Molecular collision studies with Stark-decelerated beams

Molecular scattering behavior has generally proven difficult to study at low collision energies. We formed a molecular beam of OH radicals with a narrow velocity distribution and a tunable absolute velocity by passing the beam through a Stark decelerator. The transition probabilities for inelastic scattering of the OH radiacls with Xe atoms were measured as a function of the collision energy in the range of 50 to 400 wavenumbers, with a high intrinsic energy resolution. The behavior of the cross-sections for inelastic scattering near the energetic thresholds was accurately measured, and excellent agreement was obtained with cross-sections derived from coupled- channels calculations on ab initio computed potential energy surfaces [Science 313 (2006) 1617-1620]. The possibilities to perform collision studies using either two Stark-decelerated beams in a crossed beam configuration or counter-propagating packets of molecules in a molecular synchrotron [Nature Physics, published online January 21, 2007; doi:10.1038/nphys513] will be discussed.
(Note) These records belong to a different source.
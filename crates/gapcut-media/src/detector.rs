//! Energy-based silence detection.
//!
//! Scans mono f32 PCM in fixed 10 ms frames. A frame is silent when its
//! peak amplitude, expressed in dBFS, falls below the configured
//! threshold; a long enough run of silent frames becomes a silent
//! interval. Detection is pure: it never mutates the samples, and the
//! same samples with the same config always produce the same intervals,
//! so a caller can re-run it with different thresholds without
//! re-extracting audio.

use serde::{Deserialize, Serialize};
use tracing::debug;

use gapcut_models::Interval;

/// Analysis frame length in milliseconds.
const FRAME_MS: u64 = 10;

/// Default silence threshold in dBFS
pub const DEFAULT_THRESHOLD_DB: i32 = -40;
/// Most sensitive accepted threshold
pub const MIN_THRESHOLD_DB: i32 = -60;
/// Least sensitive accepted threshold
pub const MAX_THRESHOLD_DB: i32 = -10;
/// Default minimum silence duration
pub const DEFAULT_MIN_SILENCE_MS: u64 = 700;
/// Default speech gap below which adjacent silences merge
pub const DEFAULT_MIN_SPEECH_GAP_MS: u64 = 500;

/// Configuration for silence detection.
#[derive(Debug, Clone, Serialize, Deserialize)]
pub struct DetectorConfig {
    /// Silence threshold in dBFS.
    ///
    /// - Lower values (-60 to -50): only near-digital-silence is cut
    /// - Default (-40): works well for voice recordings
    /// - Higher values (-30 to -10): quiet speech starts counting as silence
    pub threshold_db: i32,

    /// Minimum silence duration before a run qualifies (milliseconds).
    ///
    /// Runs shorter than this are natural pauses and stay in the output.
    pub min_silence_ms: u64,

    /// Speech gaps shorter than this between two qualifying silences are
    /// absorbed, merging the silences (milliseconds).
    ///
    /// A lone breath or mouse click between two long silences is not
    /// worth keeping as its own segment.
    pub min_speech_gap_ms: u64,
}

impl Default for DetectorConfig {
    fn default() -> Self {
        Self {
            threshold_db: DEFAULT_THRESHOLD_DB,
            min_silence_ms: DEFAULT_MIN_SILENCE_MS,
            min_speech_gap_ms: DEFAULT_MIN_SPEECH_GAP_MS,
        }
    }
}

impl DetectorConfig {
    /// Builder-style setter for the threshold, clamped to the accepted
    /// range.
    pub fn with_threshold_db(mut self, db: i32) -> Self {
        self.threshold_db = db.clamp(MIN_THRESHOLD_DB, MAX_THRESHOLD_DB);
        self
    }

    /// Builder-style setter for minimum silence duration.
    pub fn with_min_silence_ms(mut self, ms: u64) -> Self {
        self.min_silence_ms = ms;
        self
    }

    /// Builder-style setter for the speech gap absorption window.
    pub fn with_min_speech_gap_ms(mut self, ms: u64) -> Self {
        self.min_speech_gap_ms = ms;
        self
    }
}

/// Detector state while walking frames.
enum State {
    InSpeech,
    InSilence { silence_start_ms: u64 },
}

/// Detect silent intervals in mono f32 PCM.
///
/// Returns intervals in ascending source time, non-overlapping. An empty
/// result means nothing qualified; it is not an error.
pub fn detect_silence(samples: &[f32], sample_rate: u32, config: &DetectorConfig) -> Vec<Interval> {
    if samples.is_empty() || sample_rate == 0 {
        return Vec::new();
    }

    let frame_len = ((sample_rate as u64 * FRAME_MS / 1000) as usize).max(1);
    let total_ms = samples.len() as u64 * 1000 / sample_rate as u64;
    let threshold = config.threshold_db as f64;

    let mut runs: Vec<(u64, u64)> = Vec::new();
    let mut state = State::InSpeech;

    for (i, frame) in samples.chunks(frame_len).enumerate() {
        let frame_start_ms = i as u64 * FRAME_MS;
        let silent = frame_dbfs(frame) < threshold;

        match (&state, silent) {
            (State::InSpeech, true) => {
                state = State::InSilence {
                    silence_start_ms: frame_start_ms,
                };
            }
            (State::InSilence { silence_start_ms }, false) => {
                let run_ms = frame_start_ms.saturating_sub(*silence_start_ms);
                if run_ms >= config.min_silence_ms {
                    runs.push((*silence_start_ms, frame_start_ms));
                }
                state = State::InSpeech;
            }
            _ => {}
        }
    }

    // A run still open at the end of the stream closes at the total
    // duration.
    if let State::InSilence { silence_start_ms } = state {
        if total_ms.saturating_sub(silence_start_ms) >= config.min_silence_ms {
            runs.push((silence_start_ms, total_ms));
        }
    }

    let merged = absorb_speech_gaps(runs, config.min_speech_gap_ms);

    let intervals: Vec<Interval> = merged
        .into_iter()
        .filter_map(|(start_ms, end_ms)| {
            Interval::new(start_ms as f64 / 1000.0, end_ms as f64 / 1000.0).ok()
        })
        .collect();

    debug!(
        samples = samples.len(),
        total_ms,
        threshold_db = config.threshold_db,
        silent_intervals = intervals.len(),
        "Silence detection complete"
    );

    intervals
}

/// Peak amplitude of a frame in dBFS.
fn frame_dbfs(frame: &[f32]) -> f64 {
    let peak = frame.iter().fold(0.0_f32, |acc, s| acc.max(s.abs()));
    // The epsilon keeps log10 defined for digital silence.
    20.0 * (peak as f64 + 1e-10).log10()
}

/// Merge silence runs separated by speech gaps shorter than
/// `min_speech_gap_ms`. Input runs are ascending and disjoint.
fn absorb_speech_gaps(runs: Vec<(u64, u64)>, min_speech_gap_ms: u64) -> Vec<(u64, u64)> {
    let mut merged: Vec<(u64, u64)> = Vec::with_capacity(runs.len());
    for (start, end) in runs {
        match merged.last_mut() {
            Some((_, prev_end)) if start.saturating_sub(*prev_end) < min_speech_gap_ms => {
                *prev_end = end;
            }
            _ => merged.push((start, end)),
        }
    }
    merged
}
Our experimental approach to the sympathetic cooling of polar molecules with ultra-cold Rb atoms will be presented as well. Time-permitting, measurements on the optical pumping of trapped polar molecules by black-body radiation [arXiv:physics/061221v] as well as our latest results on the electrodynamic (AC) trapping of, both, ground-state atoms and molecules [PRA 74 (2006) 063403] will be shown.